What needs to be done: When a line of the entries contains "CommandOutput", please list that line.

[Stored records]
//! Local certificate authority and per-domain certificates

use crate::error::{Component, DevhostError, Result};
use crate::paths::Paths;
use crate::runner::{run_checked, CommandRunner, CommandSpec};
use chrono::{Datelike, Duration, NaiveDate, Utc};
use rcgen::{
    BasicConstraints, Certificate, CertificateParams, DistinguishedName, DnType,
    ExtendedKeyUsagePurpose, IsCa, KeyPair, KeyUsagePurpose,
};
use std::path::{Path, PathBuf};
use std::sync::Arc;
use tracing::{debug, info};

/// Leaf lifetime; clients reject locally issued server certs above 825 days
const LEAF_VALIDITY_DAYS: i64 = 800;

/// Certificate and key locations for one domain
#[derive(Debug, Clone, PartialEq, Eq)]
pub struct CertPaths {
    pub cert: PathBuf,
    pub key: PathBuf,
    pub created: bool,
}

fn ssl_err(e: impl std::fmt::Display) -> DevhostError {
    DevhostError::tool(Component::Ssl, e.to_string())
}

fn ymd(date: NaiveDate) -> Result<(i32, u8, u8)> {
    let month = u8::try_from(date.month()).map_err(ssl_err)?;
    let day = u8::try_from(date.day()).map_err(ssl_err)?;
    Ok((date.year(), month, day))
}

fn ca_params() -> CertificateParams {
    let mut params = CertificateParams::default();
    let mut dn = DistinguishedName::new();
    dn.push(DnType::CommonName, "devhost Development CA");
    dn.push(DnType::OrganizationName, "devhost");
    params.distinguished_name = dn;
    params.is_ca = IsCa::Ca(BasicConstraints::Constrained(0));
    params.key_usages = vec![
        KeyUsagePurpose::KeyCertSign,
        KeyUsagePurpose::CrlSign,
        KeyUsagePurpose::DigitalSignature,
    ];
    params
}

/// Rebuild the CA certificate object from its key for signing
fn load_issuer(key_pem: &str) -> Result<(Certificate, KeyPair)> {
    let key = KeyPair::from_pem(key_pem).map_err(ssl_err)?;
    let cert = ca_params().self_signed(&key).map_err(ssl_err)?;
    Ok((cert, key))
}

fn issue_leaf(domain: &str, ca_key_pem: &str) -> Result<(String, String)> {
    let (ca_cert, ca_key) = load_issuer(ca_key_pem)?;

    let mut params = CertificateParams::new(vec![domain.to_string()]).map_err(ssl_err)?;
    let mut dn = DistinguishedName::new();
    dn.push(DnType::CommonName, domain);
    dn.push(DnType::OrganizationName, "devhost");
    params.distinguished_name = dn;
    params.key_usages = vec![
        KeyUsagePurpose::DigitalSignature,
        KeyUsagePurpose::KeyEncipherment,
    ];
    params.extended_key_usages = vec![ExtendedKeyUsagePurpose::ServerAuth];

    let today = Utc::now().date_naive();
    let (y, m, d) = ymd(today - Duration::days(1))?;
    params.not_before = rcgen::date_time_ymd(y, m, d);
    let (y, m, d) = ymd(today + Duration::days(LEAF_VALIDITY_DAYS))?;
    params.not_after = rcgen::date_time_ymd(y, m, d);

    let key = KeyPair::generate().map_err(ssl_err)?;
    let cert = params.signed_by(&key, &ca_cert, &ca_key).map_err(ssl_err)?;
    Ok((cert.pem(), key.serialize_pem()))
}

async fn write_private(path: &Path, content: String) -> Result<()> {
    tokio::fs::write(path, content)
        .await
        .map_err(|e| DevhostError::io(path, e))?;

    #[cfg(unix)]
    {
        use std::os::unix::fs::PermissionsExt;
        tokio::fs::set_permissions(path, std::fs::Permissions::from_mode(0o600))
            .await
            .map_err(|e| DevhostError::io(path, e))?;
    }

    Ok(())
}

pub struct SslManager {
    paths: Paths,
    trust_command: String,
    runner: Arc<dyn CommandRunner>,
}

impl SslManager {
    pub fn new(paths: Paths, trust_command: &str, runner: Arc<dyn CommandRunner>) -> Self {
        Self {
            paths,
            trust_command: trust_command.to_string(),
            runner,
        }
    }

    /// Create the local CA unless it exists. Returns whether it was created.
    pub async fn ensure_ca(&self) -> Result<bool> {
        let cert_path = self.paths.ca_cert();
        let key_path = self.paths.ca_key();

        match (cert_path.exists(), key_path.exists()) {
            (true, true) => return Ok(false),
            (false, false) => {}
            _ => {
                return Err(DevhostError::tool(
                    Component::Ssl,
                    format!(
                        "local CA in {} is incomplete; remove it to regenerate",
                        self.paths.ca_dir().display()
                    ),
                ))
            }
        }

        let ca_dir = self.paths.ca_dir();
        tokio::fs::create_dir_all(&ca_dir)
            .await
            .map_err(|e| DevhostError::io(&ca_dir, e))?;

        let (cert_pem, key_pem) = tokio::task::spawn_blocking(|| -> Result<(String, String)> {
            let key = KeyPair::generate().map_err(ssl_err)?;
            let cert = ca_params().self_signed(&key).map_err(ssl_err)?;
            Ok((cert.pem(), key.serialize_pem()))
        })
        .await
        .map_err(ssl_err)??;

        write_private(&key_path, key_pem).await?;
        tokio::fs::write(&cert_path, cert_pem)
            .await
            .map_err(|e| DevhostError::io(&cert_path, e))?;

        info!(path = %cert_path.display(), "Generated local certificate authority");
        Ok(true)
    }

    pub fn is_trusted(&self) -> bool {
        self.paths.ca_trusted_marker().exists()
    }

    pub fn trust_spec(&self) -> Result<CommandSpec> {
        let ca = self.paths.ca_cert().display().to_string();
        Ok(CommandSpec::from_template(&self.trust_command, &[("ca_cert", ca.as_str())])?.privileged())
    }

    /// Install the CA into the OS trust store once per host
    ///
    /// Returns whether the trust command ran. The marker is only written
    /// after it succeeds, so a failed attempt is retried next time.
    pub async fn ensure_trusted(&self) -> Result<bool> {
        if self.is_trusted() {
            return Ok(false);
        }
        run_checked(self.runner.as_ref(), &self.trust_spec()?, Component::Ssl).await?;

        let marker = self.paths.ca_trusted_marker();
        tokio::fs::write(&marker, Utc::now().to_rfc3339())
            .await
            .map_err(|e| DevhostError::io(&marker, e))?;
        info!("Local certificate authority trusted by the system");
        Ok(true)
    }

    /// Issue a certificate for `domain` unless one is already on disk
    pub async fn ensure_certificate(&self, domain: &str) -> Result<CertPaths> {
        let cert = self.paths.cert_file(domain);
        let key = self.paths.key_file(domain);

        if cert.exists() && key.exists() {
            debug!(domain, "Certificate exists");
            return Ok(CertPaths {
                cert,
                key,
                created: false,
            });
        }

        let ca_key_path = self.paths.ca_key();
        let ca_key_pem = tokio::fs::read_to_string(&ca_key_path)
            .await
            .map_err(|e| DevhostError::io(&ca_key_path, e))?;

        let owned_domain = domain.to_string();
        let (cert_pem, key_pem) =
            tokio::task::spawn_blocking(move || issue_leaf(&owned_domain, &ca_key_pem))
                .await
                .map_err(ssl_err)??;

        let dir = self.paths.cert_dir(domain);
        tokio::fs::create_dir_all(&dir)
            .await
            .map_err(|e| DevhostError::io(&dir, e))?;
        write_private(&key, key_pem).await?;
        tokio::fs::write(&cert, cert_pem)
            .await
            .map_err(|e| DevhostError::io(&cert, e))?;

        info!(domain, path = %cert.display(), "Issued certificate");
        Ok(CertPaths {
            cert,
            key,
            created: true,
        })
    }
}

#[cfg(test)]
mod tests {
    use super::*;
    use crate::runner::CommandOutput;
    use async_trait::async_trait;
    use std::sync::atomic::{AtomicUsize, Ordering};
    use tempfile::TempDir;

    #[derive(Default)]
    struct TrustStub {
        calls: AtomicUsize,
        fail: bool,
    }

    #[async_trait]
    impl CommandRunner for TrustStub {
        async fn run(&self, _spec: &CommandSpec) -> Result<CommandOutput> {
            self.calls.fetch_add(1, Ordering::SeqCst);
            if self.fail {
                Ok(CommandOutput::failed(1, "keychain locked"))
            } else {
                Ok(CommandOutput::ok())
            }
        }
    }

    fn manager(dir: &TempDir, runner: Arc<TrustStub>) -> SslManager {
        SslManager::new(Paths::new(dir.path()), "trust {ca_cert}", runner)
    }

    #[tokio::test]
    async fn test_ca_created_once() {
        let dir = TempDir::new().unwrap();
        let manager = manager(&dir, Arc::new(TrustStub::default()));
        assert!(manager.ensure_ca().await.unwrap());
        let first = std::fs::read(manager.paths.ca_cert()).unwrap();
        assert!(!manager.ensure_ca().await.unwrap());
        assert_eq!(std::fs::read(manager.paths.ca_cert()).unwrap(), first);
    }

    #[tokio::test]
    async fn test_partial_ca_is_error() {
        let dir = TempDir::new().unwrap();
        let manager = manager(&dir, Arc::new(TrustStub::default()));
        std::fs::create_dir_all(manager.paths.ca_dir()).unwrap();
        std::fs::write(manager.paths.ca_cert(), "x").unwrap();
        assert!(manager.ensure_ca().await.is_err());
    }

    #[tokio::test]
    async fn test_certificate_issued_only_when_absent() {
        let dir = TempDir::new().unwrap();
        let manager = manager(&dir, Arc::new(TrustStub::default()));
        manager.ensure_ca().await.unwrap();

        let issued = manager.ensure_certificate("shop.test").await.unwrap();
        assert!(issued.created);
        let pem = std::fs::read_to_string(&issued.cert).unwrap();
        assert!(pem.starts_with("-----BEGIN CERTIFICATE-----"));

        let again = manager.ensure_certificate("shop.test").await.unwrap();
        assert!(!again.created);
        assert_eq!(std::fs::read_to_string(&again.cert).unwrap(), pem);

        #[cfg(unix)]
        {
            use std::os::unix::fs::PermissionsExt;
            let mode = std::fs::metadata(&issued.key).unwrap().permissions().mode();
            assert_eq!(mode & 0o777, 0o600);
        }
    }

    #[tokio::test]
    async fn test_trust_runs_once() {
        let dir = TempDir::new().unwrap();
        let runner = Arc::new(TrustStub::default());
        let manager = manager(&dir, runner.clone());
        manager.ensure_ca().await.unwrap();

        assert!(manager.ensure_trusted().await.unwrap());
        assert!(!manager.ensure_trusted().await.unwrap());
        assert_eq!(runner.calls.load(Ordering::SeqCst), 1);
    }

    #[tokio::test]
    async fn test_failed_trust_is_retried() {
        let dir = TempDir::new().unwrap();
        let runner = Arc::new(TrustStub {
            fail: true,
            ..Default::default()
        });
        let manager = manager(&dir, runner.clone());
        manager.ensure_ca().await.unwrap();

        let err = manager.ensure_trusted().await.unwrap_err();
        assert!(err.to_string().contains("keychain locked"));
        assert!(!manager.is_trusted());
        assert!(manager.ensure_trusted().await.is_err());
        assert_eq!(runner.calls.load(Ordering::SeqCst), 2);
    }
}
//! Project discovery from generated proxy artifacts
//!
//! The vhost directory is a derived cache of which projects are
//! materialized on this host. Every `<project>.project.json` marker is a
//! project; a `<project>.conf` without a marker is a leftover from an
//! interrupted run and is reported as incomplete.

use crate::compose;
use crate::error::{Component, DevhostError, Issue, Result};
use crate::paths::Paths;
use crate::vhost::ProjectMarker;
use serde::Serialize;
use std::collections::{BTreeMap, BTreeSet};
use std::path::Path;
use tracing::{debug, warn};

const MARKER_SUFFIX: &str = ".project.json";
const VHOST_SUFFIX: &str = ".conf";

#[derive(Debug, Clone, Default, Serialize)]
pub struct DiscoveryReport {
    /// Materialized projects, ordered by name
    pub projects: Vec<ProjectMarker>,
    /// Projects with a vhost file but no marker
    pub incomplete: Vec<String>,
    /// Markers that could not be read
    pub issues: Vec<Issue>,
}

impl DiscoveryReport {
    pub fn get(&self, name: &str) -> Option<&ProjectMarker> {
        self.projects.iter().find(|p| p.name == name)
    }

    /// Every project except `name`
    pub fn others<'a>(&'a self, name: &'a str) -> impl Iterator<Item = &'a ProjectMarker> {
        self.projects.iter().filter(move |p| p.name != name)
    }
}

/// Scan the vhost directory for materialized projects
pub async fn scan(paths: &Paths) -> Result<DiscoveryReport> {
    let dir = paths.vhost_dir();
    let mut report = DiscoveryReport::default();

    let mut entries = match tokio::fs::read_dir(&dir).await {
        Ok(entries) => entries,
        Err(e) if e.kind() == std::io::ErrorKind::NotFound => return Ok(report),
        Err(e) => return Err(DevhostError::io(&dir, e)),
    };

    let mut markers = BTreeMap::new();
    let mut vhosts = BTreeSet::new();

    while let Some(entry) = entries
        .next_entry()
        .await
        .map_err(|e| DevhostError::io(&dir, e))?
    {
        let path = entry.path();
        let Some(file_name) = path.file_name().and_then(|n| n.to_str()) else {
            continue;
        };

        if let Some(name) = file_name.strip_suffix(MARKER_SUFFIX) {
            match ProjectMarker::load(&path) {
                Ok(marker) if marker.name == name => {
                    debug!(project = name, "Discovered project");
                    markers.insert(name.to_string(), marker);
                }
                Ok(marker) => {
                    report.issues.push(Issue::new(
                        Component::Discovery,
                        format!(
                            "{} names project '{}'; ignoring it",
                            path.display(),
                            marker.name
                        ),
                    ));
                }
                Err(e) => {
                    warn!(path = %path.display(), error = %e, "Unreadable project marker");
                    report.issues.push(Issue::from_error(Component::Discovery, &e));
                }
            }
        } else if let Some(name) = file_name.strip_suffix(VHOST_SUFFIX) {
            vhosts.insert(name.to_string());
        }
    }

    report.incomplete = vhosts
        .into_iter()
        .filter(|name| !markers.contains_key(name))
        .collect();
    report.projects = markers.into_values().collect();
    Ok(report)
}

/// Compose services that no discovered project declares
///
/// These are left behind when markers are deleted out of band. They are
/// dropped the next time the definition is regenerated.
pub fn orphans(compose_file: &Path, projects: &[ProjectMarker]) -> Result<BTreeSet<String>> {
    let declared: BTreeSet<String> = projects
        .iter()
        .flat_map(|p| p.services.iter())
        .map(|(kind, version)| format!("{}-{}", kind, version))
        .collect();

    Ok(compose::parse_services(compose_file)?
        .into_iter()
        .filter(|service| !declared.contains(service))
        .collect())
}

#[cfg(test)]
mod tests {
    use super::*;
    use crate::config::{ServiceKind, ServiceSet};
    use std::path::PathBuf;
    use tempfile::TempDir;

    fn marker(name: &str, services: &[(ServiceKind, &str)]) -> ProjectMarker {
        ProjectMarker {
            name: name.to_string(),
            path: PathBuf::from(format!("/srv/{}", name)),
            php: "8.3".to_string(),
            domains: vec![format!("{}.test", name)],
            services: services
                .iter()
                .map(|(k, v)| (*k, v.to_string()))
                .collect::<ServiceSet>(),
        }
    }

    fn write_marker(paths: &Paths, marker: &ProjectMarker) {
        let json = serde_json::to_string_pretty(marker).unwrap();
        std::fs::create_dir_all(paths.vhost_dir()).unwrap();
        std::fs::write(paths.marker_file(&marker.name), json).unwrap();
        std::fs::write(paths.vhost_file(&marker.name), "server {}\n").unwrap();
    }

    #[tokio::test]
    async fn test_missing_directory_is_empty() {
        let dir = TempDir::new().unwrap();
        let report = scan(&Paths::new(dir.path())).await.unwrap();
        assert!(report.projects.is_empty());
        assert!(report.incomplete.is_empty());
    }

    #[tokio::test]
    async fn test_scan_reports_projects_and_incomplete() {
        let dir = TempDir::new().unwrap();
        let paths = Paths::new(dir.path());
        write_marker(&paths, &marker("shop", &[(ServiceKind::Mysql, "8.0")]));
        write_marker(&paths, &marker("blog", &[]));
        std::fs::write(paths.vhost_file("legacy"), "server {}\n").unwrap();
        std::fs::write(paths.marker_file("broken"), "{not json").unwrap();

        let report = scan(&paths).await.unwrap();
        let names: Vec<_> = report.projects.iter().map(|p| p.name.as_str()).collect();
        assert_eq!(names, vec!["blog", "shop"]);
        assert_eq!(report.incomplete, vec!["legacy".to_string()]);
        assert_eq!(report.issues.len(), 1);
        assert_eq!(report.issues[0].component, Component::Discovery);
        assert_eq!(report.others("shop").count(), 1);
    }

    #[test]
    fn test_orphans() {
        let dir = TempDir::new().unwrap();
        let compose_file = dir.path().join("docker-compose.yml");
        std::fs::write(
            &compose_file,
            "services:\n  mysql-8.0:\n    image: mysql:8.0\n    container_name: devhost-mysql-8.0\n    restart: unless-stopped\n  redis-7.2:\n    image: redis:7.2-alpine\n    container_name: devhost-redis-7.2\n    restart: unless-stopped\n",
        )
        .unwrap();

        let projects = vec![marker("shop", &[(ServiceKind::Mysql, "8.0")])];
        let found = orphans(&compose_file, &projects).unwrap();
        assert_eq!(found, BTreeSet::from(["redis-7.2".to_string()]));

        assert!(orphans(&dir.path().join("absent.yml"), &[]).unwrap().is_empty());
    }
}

Final answer:
    use crate::runner::CommandOutput;
        async fn run(&self, _spec: &CommandSpec) -> Result<CommandOutput> {
                Ok(CommandOutput::failed(1, "keychain locked"))
                Ok(CommandOutput::ok())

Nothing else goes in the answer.